Data items:
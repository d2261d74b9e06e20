//! Total order and equality over the value model.
//!
//! Ordering (low to high): unknown, bool, numeric, date, time, time with zone,
//! timestamp, text, clob, blob, list/sexp, struct, bag. [`total_cmp`] is total
//! and drives sorting, grouping and DISTINCT. [`sql_eq`] is the coarser
//! three-valued equality used by the `=` operator.

use std::cmp::Ordering;

use bigdecimal::BigDecimal;
use num_traits::FromPrimitive;
use serde::{Deserialize, Serialize};

use super::{Seq, StructValue, Value};
use crate::error::EvalResult;

/// Placement of NULL and MISSING in a sort.
#[derive(Debug, Clone, Copy, PartialEq, Eq, Serialize, Deserialize)]
#[serde(rename_all = "snake_case")]
pub enum NullOrder {
    First,
    Last,
}

#[derive(Debug, Clone, Copy, PartialEq, Eq, Default, Serialize, Deserialize)]
#[serde(rename_all = "snake_case")]
pub enum SortOrder {
    #[default]
    Asc,
    Desc,
}

fn class_rank(v: &Value) -> u8 {
    match v {
        Value::Null | Value::Missing => 0,
        Value::Bool(_) => 1,
        Value::Int(_) | Value::Float(_) | Value::Decimal(_) => 2,
        Value::Date(_) => 3,
        Value::Time(_) => 4,
        Value::TimeWithZone(_) => 5,
        Value::Timestamp(_) => 6,
        Value::Symbol(_) | Value::String(_) => 7,
        Value::Clob(_) => 8,
        Value::Blob(_) => 9,
        Value::List(_) | Value::Sexp(_) => 10,
        Value::Struct(_) => 11,
        Value::Bag(_) => 12,
        Value::Decorated(_) => class_rank(v.content()),
    }
}

/// Whether two known values belong to the same comparison class,
/// i.e. `<` between them is meaningful.
pub fn comparable(a: &Value, b: &Value) -> bool {
    class_rank(a.content()) == class_rank(b.content())
}

/// Total order with unknowns first.
///
/// Deferred sequences are forced as they are reached; a sequence whose
/// production fails makes the comparison fail with that error.
pub fn total_cmp(a: &Value, b: &Value) -> EvalResult<Ordering> {
    total_cmp_nulls(a, b, NullOrder::First)
}

/// Total order with an explicit placement for the unknown class.
/// Nested unknowns always order first.
pub fn total_cmp_nulls(a: &Value, b: &Value, nulls: NullOrder) -> EvalResult<Ordering> {
    let (a, b) = (a.content(), b.content());
    match (a.is_unknown(), b.is_unknown()) {
        (true, true) => Ok(Ordering::Equal),
        (true, false) => Ok(match nulls {
            NullOrder::First => Ordering::Less,
            NullOrder::Last => Ordering::Greater,
        }),
        (false, true) => Ok(match nulls {
            NullOrder::First => Ordering::Greater,
            NullOrder::Last => Ordering::Less,
        }),
        (false, false) => {
            let (ra, rb) = (class_rank(a), class_rank(b));
            if ra != rb {
                Ok(ra.cmp(&rb))
            } else {
                same_class_cmp(a, b)
            }
        }
    }
}

/// Comparison for one ORDER BY key. Null placement does not flip with direction.
pub fn sort_cmp(a: &Value, b: &Value, order: SortOrder, nulls: NullOrder) -> EvalResult<Ordering> {
    if a.is_unknown() || b.is_unknown() {
        return total_cmp_nulls(a, b, nulls);
    }
    let ord = total_cmp(a, b)?;
    Ok(match order {
        SortOrder::Asc => ord,
        SortOrder::Desc => ord.reverse(),
    })
}

/// SQL equality: `None` (unknown) if either operand is NULL or MISSING.
/// Values of different classes are unequal.
pub fn sql_eq(a: &Value, b: &Value) -> EvalResult<Option<bool>> {
    if a.is_unknown() || b.is_unknown() {
        return Ok(None);
    }
    Ok(Some(comparable(a, b) && total_cmp(a, b)? == Ordering::Equal))
}

/// Equality of grouping and DISTINCT keys: NULL and MISSING are equal to each other.
pub fn key_eq(a: &Value, b: &Value) -> EvalResult<bool> {
    Ok(total_cmp(a, b)? == Ordering::Equal)
}

/// Stable sort under a fallible comparison.
///
/// Every item is passed through `prepare` first, which forces whatever the
/// comparison reads; a failure there is returned before any reordering.
pub fn try_sort_by<T, P, F>(items: &mut [T], mut prepare: P, mut cmp: F) -> EvalResult<()>
where
    P: FnMut(&T) -> EvalResult<()>,
    F: FnMut(&T, &T) -> EvalResult<Ordering>,
{
    for item in items.iter() {
        prepare(item)?;
    }
    let mut failure = None;
    items.sort_by(|a, b| match cmp(a, b) {
        Ok(ord) => ord,
        Err(err) => {
            if failure.is_none() {
                failure = Some(err);
            }
            Ordering::Equal
        }
    });
    match failure {
        Some(err) => Err(err),
        None => Ok(()),
    }
}

/// Binary search under a fallible comparison of each element against the target.
pub fn try_binary_search_by<T, F>(items: &[T], mut cmp: F) -> EvalResult<Result<usize, usize>>
where
    F: FnMut(&T) -> EvalResult<Ordering>,
{
    let (mut lo, mut hi) = (0, items.len());
    while lo < hi {
        let mid = lo + (hi - lo) / 2;
        match cmp(&items[mid])? {
            Ordering::Less => lo = mid + 1,
            Ordering::Greater => hi = mid,
            Ordering::Equal => return Ok(Ok(mid)),
        }
    }
    Ok(Err(lo))
}

fn same_class_cmp(a: &Value, b: &Value) -> EvalResult<Ordering> {
    Ok(match (a, b) {
        (Value::Bool(x), Value::Bool(y)) => x.cmp(y),
        (Value::Int(x), Value::Int(y)) => x.cmp(y),
        (Value::Float(x), Value::Float(y)) => float_cmp(*x, *y),
        (Value::Int(_) | Value::Float(_) | Value::Decimal(_), _) => numeric_key(a).cmp(&numeric_key(b)),
        (Value::Date(x), Value::Date(y)) => x.cmp(y),
        (Value::Time(x), Value::Time(y)) => x.cmp(y),
        (Value::TimeWithZone(x), Value::TimeWithZone(y)) => x.utc_seconds().cmp(&y.utc_seconds()),
        (Value::Timestamp(x), Value::Timestamp(y)) => x.cmp(y),
        (Value::Clob(x), Value::Clob(y)) | (Value::Blob(x), Value::Blob(y)) => x.cmp(y),
        (Value::Struct(x), Value::Struct(y)) => return struct_cmp(x, y),
        (Value::Bag(x), Value::Bag(y)) => return seq_cmp(&sorted(x)?, &sorted(y)?),
        (Value::List(x) | Value::Sexp(x), Value::List(y) | Value::Sexp(y)) => {
            return seq_cmp(&x.force()?, &y.force()?)
        }
        _ => match (a.as_text(), b.as_text()) {
            (Some(x), Some(y)) => x.cmp(y),
            _ => Ordering::Equal,
        },
    })
}

fn float_cmp(x: f64, y: f64) -> Ordering {
    match (x.is_nan(), y.is_nan()) {
        (true, true) => Ordering::Equal,
        (true, false) => Ordering::Less,
        (false, true) => Ordering::Greater,
        (false, false) => x.partial_cmp(&y).unwrap_or(Ordering::Equal),
    }
}

#[derive(PartialEq, Eq, PartialOrd, Ord)]
enum NumericKey {
    NaN,
    NegInf,
    Finite(BigDecimal),
    PosInf,
}

fn numeric_key(v: &Value) -> NumericKey {
    match v {
        Value::Int(n) => NumericKey::Finite(BigDecimal::from(*n)),
        Value::Decimal(d) => NumericKey::Finite(d.clone()),
        Value::Float(f) if f.is_nan() => NumericKey::NaN,
        Value::Float(f) if f.is_infinite() && *f < 0.0 => NumericKey::NegInf,
        Value::Float(f) if f.is_infinite() => NumericKey::PosInf,
        Value::Float(f) => BigDecimal::from_f64(*f)
            .map(NumericKey::Finite)
            .unwrap_or(NumericKey::NaN),
        _ => NumericKey::NaN,
    }
}

fn seq_cmp(x: &[Value], y: &[Value]) -> EvalResult<Ordering> {
    for (a, b) in x.iter().zip(y.iter()) {
        let ord = total_cmp(a, b)?;
        if ord != Ordering::Equal {
            return Ok(ord);
        }
    }
    Ok(x.len().cmp(&y.len()))
}

fn sorted(seq: &Seq) -> EvalResult<Vec<Value>> {
    let mut values = seq.force()?.as_ref().clone();
    try_sort_by(&mut values, Value::force, total_cmp)?;
    Ok(values)
}

fn field_cmp(a: &(String, Value), b: &(String, Value)) -> EvalResult<Ordering> {
    match a.0.cmp(&b.0) {
        Ordering::Equal => total_cmp(&a.1, &b.1),
        ord => Ok(ord),
    }
}

fn canonical_fields(s: &StructValue) -> EvalResult<Vec<(String, Value)>> {
    let mut fields = s.fields().to_vec();
    try_sort_by(&mut fields, |(_, v)| v.force(), field_cmp)?;
    Ok(fields)
}

fn struct_cmp(x: &StructValue, y: &StructValue) -> EvalResult<Ordering> {
    let (fx, fy) = (canonical_fields(x)?, canonical_fields(y)?);
    for (a, b) in fx.iter().zip(fy.iter()) {
        let ord = field_cmp(a, b)?;
        if ord != Ordering::Equal {
            return Ok(ord);
        }
    }
    Ok(fx.len().cmp(&fy.len()))
}

/// Same type tags at every level and equal content; bags compare as multisets.
/// Two sequences whose production failed are equal only if they failed alike.
pub(crate) fn structurally_equal(a: &Value, b: &Value) -> bool {
    let (a, b) = (a.content(), b.content());
    if a.value_type() != b.value_type() {
        return false;
    }
    match (a, b) {
        (Value::List(x), Value::List(y)) | (Value::Sexp(x), Value::Sexp(y)) => {
            same_outcome(x.force(), y.force(), |x, y| all_equal(x, y))
        }
        (Value::Bag(x), Value::Bag(y)) => {
            same_outcome(sorted(x), sorted(y), |x, y| all_equal(x, y))
        }
        (Value::Struct(x), Value::Struct(y)) => {
            same_outcome(canonical_fields(x), canonical_fields(y), |fx, fy| {
                fx.len() == fy.len()
                    && fx
                        .iter()
                        .zip(fy.iter())
                        .all(|(l, r)| l.0 == r.0 && structurally_equal(&l.1, &r.1))
            })
        }
        _ => matches!(total_cmp(a, b), Ok(Ordering::Equal)),
    }
}

fn same_outcome<T, F>(x: EvalResult<T>, y: EvalResult<T>, eq: F) -> bool
where
    F: FnOnce(&T, &T) -> bool,
{
    match (x, y) {
        (Ok(x), Ok(y)) => eq(&x, &y),
        (Err(x), Err(y)) => x == y,
        _ => false,
    }
}

fn all_equal(x: &[Value], y: &[Value]) -> bool {
    x.len() == y.len() && x.iter().zip(y.iter()).all(|(a, b)| structurally_equal(a, b))
}

#[cfg(test)]
mod tests {
    use super::*;
    use crate::error::EvalError;
    use crate::value::ValueIter;
    use std::str::FromStr;

    fn sort_with(mut values: Vec<Value>, nulls: NullOrder) -> Vec<Value> {
        values.sort_by(|a, b| total_cmp_nulls(a, b, nulls).unwrap());
        values
    }

    #[test]
    fn test_class_order() {
        let ordered = vec![
            Value::Null,
            Value::Bool(false),
            Value::Bool(true),
            Value::Int(-5),
            Value::Date(chrono::NaiveDate::from_ymd_opt(2020, 1, 1).unwrap()),
            Value::string("a"),
            Value::Blob(vec![0]),
            Value::list(vec![]),
            Value::structure::<&str>(vec![]),
            Value::bag(vec![]),
        ];
        for pair in ordered.windows(2) {
            assert_eq!(total_cmp(&pair[0], &pair[1]).unwrap(), Ordering::Less, "{:?}", pair);
        }
    }

    #[test]
    fn test_numeric_order() {
        let values = vec![
            Value::Float(f64::INFINITY),
            Value::Int(1),
            Value::Float(f64::NAN),
            Value::Decimal(BigDecimal::from_str("-1").unwrap()),
            Value::Float(f64::NEG_INFINITY),
            Value::Int(0),
        ];
        let sorted = sort_with(values, NullOrder::First);
        let rendered: Vec<String> = sorted.iter().map(|v| v.to_string()).collect();
        assert_eq!(rendered, vec!["nan", "-inf", "-1d", "0", "1", "+inf"]);

        assert_eq!(
            total_cmp(&Value::Int(1), &Value::Decimal(BigDecimal::from_str("1.00").unwrap())).unwrap(),
            Ordering::Equal
        );
        assert_eq!(total_cmp(&Value::Int(2), &Value::Float(1.5)).unwrap(), Ordering::Greater);
    }

    #[test]
    fn test_null_order_moves_only_unknowns() {
        let values = vec![
            Value::Int(3),
            Value::Missing,
            Value::string("z"),
            Value::Null,
            Value::Bool(true),
        ];
        let first = sort_with(values.clone(), NullOrder::First);
        let last = sort_with(values, NullOrder::Last);

        let mut moved: Vec<Value> = first.iter().filter(|v| !v.is_unknown()).cloned().collect();
        moved.extend(first.iter().filter(|v| v.is_unknown()).cloned());
        assert_eq!(moved.len(), last.len());
        for (a, b) in moved.iter().zip(last.iter()) {
            assert_eq!(total_cmp(a, b).unwrap(), Ordering::Equal);
        }
    }

    #[test]
    fn test_bag_and_struct_order_ignore_element_order() {
        let a = Value::bag(vec![Value::Int(2), Value::Int(1)]);
        let b = Value::bag(vec![Value::Int(1), Value::Int(2)]);
        assert_eq!(total_cmp(&a, &b).unwrap(), Ordering::Equal);

        let s1 = Value::structure(vec![("b", Value::Int(1)), ("a", Value::Int(2))]);
        let s2 = Value::structure(vec![("a", Value::Int(2)), ("b", Value::Int(1))]);
        assert_eq!(total_cmp(&s1, &s2).unwrap(), Ordering::Equal);

        let short = Value::list(vec![Value::Int(1)]);
        let long = Value::list(vec![Value::Int(1), Value::Int(0)]);
        assert_eq!(total_cmp(&short, &long).unwrap(), Ordering::Less);
    }

    #[test]
    fn test_sql_eq_is_three_valued() {
        assert_eq!(sql_eq(&Value::Null, &Value::Null).unwrap(), None);
        assert_eq!(sql_eq(&Value::Int(1), &Value::Missing).unwrap(), None);
        assert_eq!(sql_eq(&Value::Int(1), &Value::Float(1.0)).unwrap(), Some(true));
        assert_eq!(sql_eq(&Value::string("a"), &Value::Symbol("a".into())).unwrap(), Some(true));
        assert_eq!(sql_eq(&Value::Int(1), &Value::string("1")).unwrap(), Some(false));
        assert!(key_eq(&Value::Null, &Value::Missing).unwrap());
        assert!(!key_eq(&Value::Null, &Value::Int(0)).unwrap());
    }

    #[test]
    fn test_sort_cmp_null_placement_is_independent_of_direction() {
        let v = Value::Int(1);
        assert_eq!(sort_cmp(&Value::Null, &v, SortOrder::Desc, NullOrder::First).unwrap(), Ordering::Less);
        assert_eq!(sort_cmp(&Value::Null, &v, SortOrder::Asc, NullOrder::Last).unwrap(), Ordering::Greater);
        assert_eq!(
            sort_cmp(&Value::Int(1), &Value::Int(2), SortOrder::Desc, NullOrder::First).unwrap(),
            Ordering::Greater
        );
    }

    fn failing_bag() -> Value {
        Value::Bag(Seq::deferred(|| -> ValueIter {
            Box::new(std::iter::once(Err(EvalError::type_mismatch(
                "+",
                "numeric",
                &Value::string("x"),
            ))))
        }))
    }

    #[test]
    fn test_failed_sequence_fails_the_comparison() {
        let empty = Value::bag(vec![]);
        let bad = failing_bag();
        let err = total_cmp(&bad, &empty).unwrap_err();
        assert_eq!(err.code(), crate::error::ErrorCode::TypeMismatch);
        assert!(sql_eq(&empty, &bad).is_err());
        assert!(key_eq(&Value::list(vec![bad.clone()]), &Value::list(vec![empty.clone()])).is_err());
        assert!(sort_cmp(&bad, &empty, SortOrder::Desc, NullOrder::Last).is_err());

        // Unknowns are decided before any sequence is produced
        assert_eq!(sql_eq(&Value::Null, &bad).unwrap(), None);
        assert_ne!(bad, empty);
    }

    #[test]
    fn test_try_sort_by_reports_the_failing_item() {
        let mut values = vec![Value::Int(2), failing_bag(), Value::Int(1)];
        assert!(try_sort_by(&mut values, Value::force, total_cmp).is_err());

        let mut values = vec![Value::Int(2), Value::Null, Value::Int(1)];
        try_sort_by(&mut values, Value::force, total_cmp).unwrap();
        assert_eq!(values, vec![Value::Null, Value::Int(1), Value::Int(2)]);
        assert_eq!(try_binary_search_by(&values, |v| total_cmp(v, &Value::Int(2))).unwrap(), Ok(2));
        assert_eq!(try_binary_search_by(&values, |v| total_cmp(v, &Value::Int(0))).unwrap(), Err(1));
    }
}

§ What the task asks: Starting with the first line of the records, repeat every line up to and including the one containing "use crate::error::EvalResult;", and nothing else.

§ Worked solution:
repository d2261d74b9e06e20
//! Total order and equality over the value model.
//!
//! Ordering (low to high): unknown, bool, numeric, date, time, time with zone,
//! timestamp, text, clob, blob, list/sexp, struct, bag. [`total_cmp`] is total
//! and drives sorting, grouping and DISTINCT. [`sql_eq`] is the coarser
//! three-valued equality used by the `=` operator.

use std::cmp::Ordering;

use bigdecimal::BigDecimal;
use num_traits::FromPrimitive;
use serde::{Deserialize, Serialize};

use super::{Seq, StructValue, Value};
use crate::error::EvalResult;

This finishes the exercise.